Energy giant BP said Tuesday that it earned nearly $2.6 billion in the second quarter, almost half what it posted in the first three months of the year as oil and natural gas prices that surged after Russia's invasion of Ukraine have fallen.
The company's underlying replacement cost profit, which excludes one-time items and fluctuations in the value of inventories, was down nearly 70 per cent from the April-to-June period a year ago, when London-based BP brought in $8.45 billion.
It's the latest oil and gas major to see profits fall from record highs last year, following British rival Shell, France's TotalEnergies and U.S.-based ExxonMobil. Energy prices spiked after Russia launched its war in Ukraine, raising fears about Moscow's supplies of oil and natural gas before it cut off most of its gas heading to Europe.
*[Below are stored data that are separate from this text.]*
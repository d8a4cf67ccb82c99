//! prototype inheritance between documents
//!
//! A document names its prototype with the reserved key `Base`:
//!
//! ```hcl
//! # unit.hcl
//! Base = "unit-base"
//! hp = 80
//! ```
//!
//! Resolution merges the document into a copy of its base (the document wins, nested objects are
//! combined) and repeats with the base's own `Base` until no `Base` is left.
//!
//! Broken chains never fail: the problem is recorded as an [InheritanceIssue] and the document is
//! returned as far as it could be resolved. A direct self reference is detected, longer cycles
//! only stop at the depth limit.
use crate::document::{self, BASE_KEY};
use crate::value::Value;
use crate::vfs::File;
use async_trait::async_trait;
use std::sync::Arc;

/// Finds documents named by `Base`
#[async_trait]
pub trait DocumentSource: Send + Sync {
    /// The file `name` (extension included) as seen from the document `next_to`
    async fn find_document(&self, name: &str, next_to: &dyn File) -> Option<Arc<dyn File>>;
}

#[derive(Debug, Clone, derive_new::new)]
pub struct InheritanceOptions {
    /// Maximum number of merges
    pub max_depth: usize,
    /// Appended to `Base` names (without the dot)
    pub extension: String,
}

impl Default for InheritanceOptions {
    fn default() -> Self {
        Self::new(10, document::EXTENSION.to_string())
    }
}

#[derive(Debug, Clone, PartialEq, Eq, thiserror::Error)]
pub enum InheritanceIssue {
    #[error("{document}: `Base` must be a non-blank string")]
    BlankBase { document: String },
    #[error("{document}: base {base:?} not found")]
    MissingBase { document: String, base: String },
    #[error("{document}: inherits from itself")]
    SelfReference { document: String },
    #[error("{document}: base could not be read")]
    Unreadable { document: String },
    #[error("{document}: base is not a valid document: {reason}")]
    Unparsable { document: String, reason: String },
    #[error("{document}: inheritance deeper than {max_depth}, stopped")]
    DepthExceeded { document: String, max_depth: usize },
}

/// A resolved document and everything that went wrong on the way
#[derive(Debug, Clone)]
pub struct Inherited {
    pub document: Value,
    pub issues: Vec<InheritanceIssue>,
}

impl Inherited {
    fn log(&mut self, issue: InheritanceIssue) {
        tracing::warn!(%issue, "inheritance stopped");
        self.issues.push(issue);
    }
}

/// `Base` name with the document extension, unless it already ends with it
pub fn base_file_name(base: &str, extension: &str) -> String {
    let suffix = format!(".{extension}");
    if base.ends_with(&suffix) {
        base.to_string()
    } else {
        format!("{base}{suffix}")
    }
}

/// Resolves the `Base` chain of `document`, which was read from `source`
pub async fn resolve_inheritance(
    document: Value,
    source: Arc<dyn File>,
    lookup: &dyn DocumentSource,
    options: &InheritanceOptions,
) -> Inherited {
    let mut resolved = Inherited {
        document,
        issues: vec![],
    };
    let mut source = source;

    for depth in 0.. {
        let Some(base) = resolved.document.get(BASE_KEY) else {
            break;
        };
        if depth >= options.max_depth {
            resolved.log(InheritanceIssue::DepthExceeded {
                document: source.full_name().to_string(),
                max_depth: options.max_depth,
            });
            break;
        }

        let base_name = match base.as_literal().map(|literal| literal.to_string()) {
            Some(name) if !name.trim().is_empty() => name.trim().to_string(),
            _ => {
                resolved.log(InheritanceIssue::BlankBase {
                    document: source.full_name().to_string(),
                });
                break;
            }
        };

        let file_name = base_file_name(&base_name, &options.extension);
        let Some(base_file) = lookup.find_document(&file_name, source.as_ref()).await else {
            resolved.log(InheritanceIssue::MissingBase {
                document: source.full_name().to_string(),
                base: file_name,
            });
            break;
        };
        if base_file.full_name() == source.full_name() {
            resolved.log(InheritanceIssue::SelfReference {
                document: source.full_name().to_string(),
            });
            break;
        }

        let Some(text) = base_file.text().await else {
            resolved.log(InheritanceIssue::Unreadable {
                document: base_file.full_name().to_string(),
            });
            break;
        };
        let mut merged = match document::parse_with_source(&text, Some(base_file.full_name())) {
            Ok(parsed) => parsed,
            Err(err) => {
                resolved.log(InheritanceIssue::Unparsable {
                    document: base_file.full_name().to_string(),
                    reason: err.to_string(),
                });
                break;
            }
        };

        tracing::debug!(
            document = source.full_name(),
            base = base_file.full_name(),
            depth,
            "merging base"
        );
        resolved.document.remove(BASE_KEY);
        merged.combine(std::mem::replace(
            &mut resolved.document,
            Value::empty_object(),
        ));
        resolved.document = merged;
        source = base_file;
    }

    resolved
}

#[cfg(test)]
mod test {
    use super::*;
    use crate::document;
    use crate::vfs::packed::MemoryFile;
    use crate::vfs::FileOrFolder;
    use bytes::Bytes;
    use pretty_assertions::assert_eq;

    /// Flat set of documents, found by name
    struct Documents(Vec<Arc<MemoryFile>>);

    impl Documents {
        fn new(files: &[(&str, &str)]) -> Self {
            Self(
                files
                    .iter()
                    .map(|(name, text)| {
                        Arc::new(MemoryFile::new(
                            name.to_string(),
                            Bytes::copy_from_slice(text.as_bytes()),
                        ))
                    })
                    .collect(),
            )
        }

        fn file(&self, name: &str) -> Arc<dyn File> {
            self.0
                .iter()
                .find(|file| file.name() == name)
                .cloned()
                .unwrap()
        }

        async fn resolve(&self, name: &str, max_depth: usize) -> Inherited {
            let file = self.file(name);
            let text = file.text().await.unwrap();
            let options = InheritanceOptions {
                max_depth,
                ..Default::default()
            };
            resolve_inheritance(document!(&text), file, self, &options).await
        }
    }

    #[async_trait]
    impl DocumentSource for Documents {
        async fn find_document(&self, name: &str, _next_to: &dyn File) -> Option<Arc<dyn File>> {
            self.0
                .iter()
                .find(|file| file.name() == name)
                .map(|file| file.clone() as Arc<dyn File>)
        }
    }

    #[tokio::test]
    async fn child_wins() {
        let docs = Documents::new(&[
            (
                "base.hcl",
                "a = 1\nb = 2\nengine {\n  power = 10\n  fuel = \"diesel\"\n}\n",
            ),
            (
                "child.hcl",
                "Base = \"base\"\nb = 3\nc = 4\nengine {\n  power = 12\n}\n",
            ),
        ]);
        let resolved = docs.resolve("child.hcl", 10).await;

        assert!(resolved.issues.is_empty());
        assert_eq!(
            resolved.document,
            document! {r#"
            a = 1
            b = 3
            engine {
              power = 12
              fuel = "diesel"
            }
            c = 4
            "#}
        );
    }

    #[tokio::test]
    async fn chain_within_depth_has_no_base_left() {
        let docs = Documents::new(&[
            ("a.hcl", "Base = \"b\"\na = 1"),
            ("b.hcl", "Base = \"c.hcl\"\nb = 1"),
            ("c.hcl", "c = 1"),
        ]);
        let resolved = docs.resolve("a.hcl", 2).await;

        assert!(resolved.issues.is_empty());
        assert!(!resolved.document.contains_key(BASE_KEY));
        assert_eq!(resolved.document, document!("c = 1\nb = 1\na = 1"));
    }

    #[tokio::test]
    async fn chain_beyond_depth_stops() {
        let docs = Documents::new(&[
            ("a.hcl", "Base = \"b\"\na = 1"),
            ("b.hcl", "Base = \"c\"\nb = 1"),
            ("c.hcl", "c = 1"),
        ]);
        let resolved = docs.resolve("a.hcl", 1).await;

        assert_eq!(
            resolved.issues,
            [InheritanceIssue::DepthExceeded {
                document: "b.hcl".into(),
                max_depth: 1
            }]
        );
        assert_eq!(resolved.document, document!("Base = \"c\"\nb = 1\na = 1"));
    }

    #[tokio::test]
    async fn self_reference_is_left_unchanged() {
        let docs = Documents::new(&[("unit.hcl", "Base = \"unit\"\nhp = 1")]);
        let resolved = docs.resolve("unit.hcl", 10).await;

        assert_eq!(
            resolved.issues,
            [InheritanceIssue::SelfReference {
                document: "unit.hcl".into()
            }]
        );
        assert_eq!(resolved.document, document!("Base = \"unit\"\nhp = 1"));
    }

    #[tokio::test]
    async fn cycle_stops_at_depth() {
        let docs = Documents::new(&[
            ("a.hcl", "Base = \"b\"\na = 1"),
            ("b.hcl", "Base = \"a\"\nb = 1"),
        ]);
        let resolved = docs.resolve("a.hcl", 5).await;

        assert_eq!(resolved.issues.len(), 1);
        assert!(matches!(
            resolved.issues[0],
            InheritanceIssue::DepthExceeded { max_depth: 5, .. }
        ));
        assert_eq!(resolved.document.get("a"), Some(&Value::from(1i64)));
        assert_eq!(resolved.document.get("b"), Some(&Value::from(1i64)));
    }

    #[tokio::test]
    async fn broken_bases() {
        let docs = Documents::new(&[
            ("blank.hcl", "Base = \"  \"\nx = 1"),
            ("object.hcl", "Base { a = 1 }"),
            ("missing.hcl", "Base = \"nowhere\""),
            ("bad-base.hcl", "Base = \"broken\""),
            ("broken.hcl", "= nope ="),
        ]);

        let blank = docs.resolve("blank.hcl", 10).await;
        assert!(matches!(blank.issues[..], [InheritanceIssue::BlankBase { .. }]));
        assert!(blank.document.contains_key("x"));

        let object = docs.resolve("object.hcl", 10).await;
        assert!(matches!(object.issues[..], [InheritanceIssue::BlankBase { .. }]));

        let missing = docs.resolve("missing.hcl", 10).await;
        assert_eq!(
            missing.issues,
            [InheritanceIssue::MissingBase {
                document: "missing.hcl".into(),
                base: "nowhere.hcl".into()
            }]
        );

        let bad = docs.resolve("bad-base.hcl", 10).await;
        assert!(matches!(bad.issues[..], [InheritanceIssue::Unparsable { .. }]));
    }

    #[test]
    fn extension_is_not_doubled() {
        assert_eq!(base_file_name("unit-base", "hcl"), "unit-base.hcl");
        assert_eq!(base_file_name("unit-base.hcl", "hcl"), "unit-base.hcl");
        assert_eq!(base_file_name("v1.2", "hcl"), "v1.2.hcl");
    }
}
mod cli;

use assetry::host::{AssetHost, HostMode};
use assetry::value::Value;
use assetry::vfs::{packed, FileOrFolder};
use assetry::{AssetContext, Loader, Options};
use std::sync::Arc;

#[tokio::main]
async fn main() {
    use clap::Parser;
    let cli = cli::Cli::parse();

    tracing_subscriber::fmt()
        .with_env_filter(tracing_subscriber::EnvFilter::from_env("ASSETRY_LOG"))
        .with_writer(std::io::stderr)
        .init();

    for new_path in cli.directory.iter() {
        match new_path.canonicalize() {
            Err(e) => {
                eprintln!(
                    "Failed to resolve path for -C/--directory {}\n{}",
                    new_path.display(),
                    e
                );
                std::process::exit(1);
            }
            Ok(cwd) => {
                if let Err(err) = std::env::set_current_dir(&cwd) {
                    eprintln!("Failed to set work directory to {}\n{}", cwd.display(), err,);
                    std::process::exit(1);
                }

                tracing::info!(directory=%cwd.display(), "Changed working directory");
            }
        }
    }

    let command_result = match context(&cli.options) {
        Ok(cx) => match cli.command {
            cli::Command::Resolve(resolve_cli) => resolve(cx, resolve_cli).await,
            cli::Command::List(list_cli) => list(cx, list_cli).await,
            cli::Command::Pack(pack_cli) => pack(cx, pack_cli).await,
            cli::Command::Serve(serve_cli) => serve(cx, serve_cli).await,
        },
        Err(e) => Err(e),
    };

    if let Err(e) = command_result {
        for error in e.chain() {
            eprintln!("{error}")
        }
        std::process::exit(1);
    }
}

fn context(options: &cli::OptionArgs) -> anyhow::Result<AssetContext> {
    let options = Options {
        max_inheritance_depth: options.max_depth,
        document_extension: options.extension.clone(),
        ..Default::default()
    };
    Ok(AssetContext::builder().options(options).build()?)
}

pub async fn resolve(cx: AssetContext, cli: cli::ResolveCommand) -> anyhow::Result<()> {
    let loader = Loader::open(cx, cli.location).await?;
    let resolved = loader.resolve(&cli.document).await?;
    for issue in &resolved.issues {
        eprintln!("warning: {issue}");
    }

    output(&cli.output, &resolved.document)
}

pub async fn list(cx: AssetContext, cli: cli::ListCommand) -> anyhow::Result<()> {
    let loader = Loader::open(cx, cli.location).await?;
    let files = match &cli.pattern {
        Some(pattern) => loader.find_files(pattern).await?,
        None => loader.files().await?,
    };
    for file in files {
        println!("{}", file.full_name());
    }
    Ok(())
}

pub async fn pack(cx: AssetContext, cli: cli::PackCommand) -> anyhow::Result<()> {
    let loader = Loader::open(cx, cli.location).await?;
    let archive = packed::pack(loader.root()?.as_ref()).await?;
    std::fs::write(&cli.output, &archive)?;
    tracing::info!(output = %cli.output.display(), len = archive.len(), "archive written");
    Ok(())
}

pub async fn serve(cx: AssetContext, cli: cli::ServeCommand) -> anyhow::Result<()> {
    let loader = Loader::open(cx, cli.location).await?;
    let mode = if cli.packed {
        HostMode::Packed
    } else {
        HostMode::Listing
    };
    let host = Arc::new(AssetHost::new(loader.root()?, mode));
    let listener = tokio::net::TcpListener::bind(cli.addr).await?;
    eprintln!("serving {} on http://{}", loader.location(), cli.addr);
    assetry::host::serve(host, listener).await?;
    Ok(())
}

fn output(output: &cli::OutputArgs, value: &Value) -> anyhow::Result<()> {
    match output.format {
        cli::OutputFormat::Yaml => serde_yaml::to_writer(std::io::stdout(), value)?,
        cli::OutputFormat::Json => serde_json::to_writer_pretty(std::io::stdout(), value)?,
        cli::OutputFormat::Hcl => print!("{}", assetry::document::to_text(value)?),
    };

    Ok(())
}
Energy costs were a major driver of inflation around the world, stirring outcry as households and businesses faced skyrocketing electricity and heating bills while energy companies' profits skyrocketed. The U.K. has passed taxes on such windfall profits.
Now, those outsized earnings are drawing back down.
“Another quarter of performing while transforming,” CEO Bernard Looney said in a statement. “Our underlying performance was resilient with good cash delivery — during a period of significant turnaround activity and weaker margins in our refining business.”
Despite the hurdles, BP said it's increasing its quarterly dividend by 10 per cent and plans to buy back an additional $1.5 billion in stock from shareholders.
BP, which saw its earnings last year double to a record high $27.7 billion, said it was awarded rights to develop two offshore wind projects in Germany — its first in continental Europe. It also noted progress in hydrogen projects.
Energy companies are facing increasing pressure to do more to reduce such emissions that cause climate change. But fossil fuels have remained an important part of the mix. BP says two new oil and gas projects have launched in the second quarter.
Britain also said Monday that it will grant hundreds of new oil and gas licenses in the North Sea in a bid for energy independence despite pushback from climate activists.
Comments
The big takeaway from this article, for me, is the acknowledged connection between rises in oil prices and the war in Ukraine. The spin off from that cash bonanza seems to be our current fixation on inflation and the high price of living. The war itself has receded to a by line on the nightly news....a kind of stunned silence exists in the western media as a conflict most of us cheered drags on indefinitely..........and western military stocks continue to be depleted.
Bodes well for the future of weapons manufacturing does it not??? And fossil fuels benefit hugely, not only from war but from the paranoid preparations for future dustups.
Perhaps its time to connect the military spending with the fossil fuel digging and start the conversation on how a sustainable world, going forward, has to be a world without War???? Even to begin the conversation on how many carbon capture and storage facilities we'd have to build to make up for all the greenhouse gases being released in Ukraine currently, would be progress. If we have the time and patience to factor in the emissions we're going to produce rebuilding all those bombed out apartment complexes and damaged infrastructures in Ukraine....it should become more than a little apparent.
The planet cannot afford War any longer.....War dances cheek to jowl with Big Fossil Fuel production....producing ever more emissions. War is a boon to re-developers perhaps,a gold rush for weapons manufacturers, a gift that keeps on giving for Fossil fuels, but for the planet going forward.... war is a planet killer.
Only Fossil fools imagine it can continue.
I hope BP starves to death. I've never forgotten the deep-sea blow-out off the East Coast of the USA, how BP COULD have prevented it, and didn't, how they could have changed their behaviours, and didn't. And all the consequences to ALL the beings, human and otherwise, affected by that mass poisoning.
Die. You're only a company. People, and the planet, are FAR more important.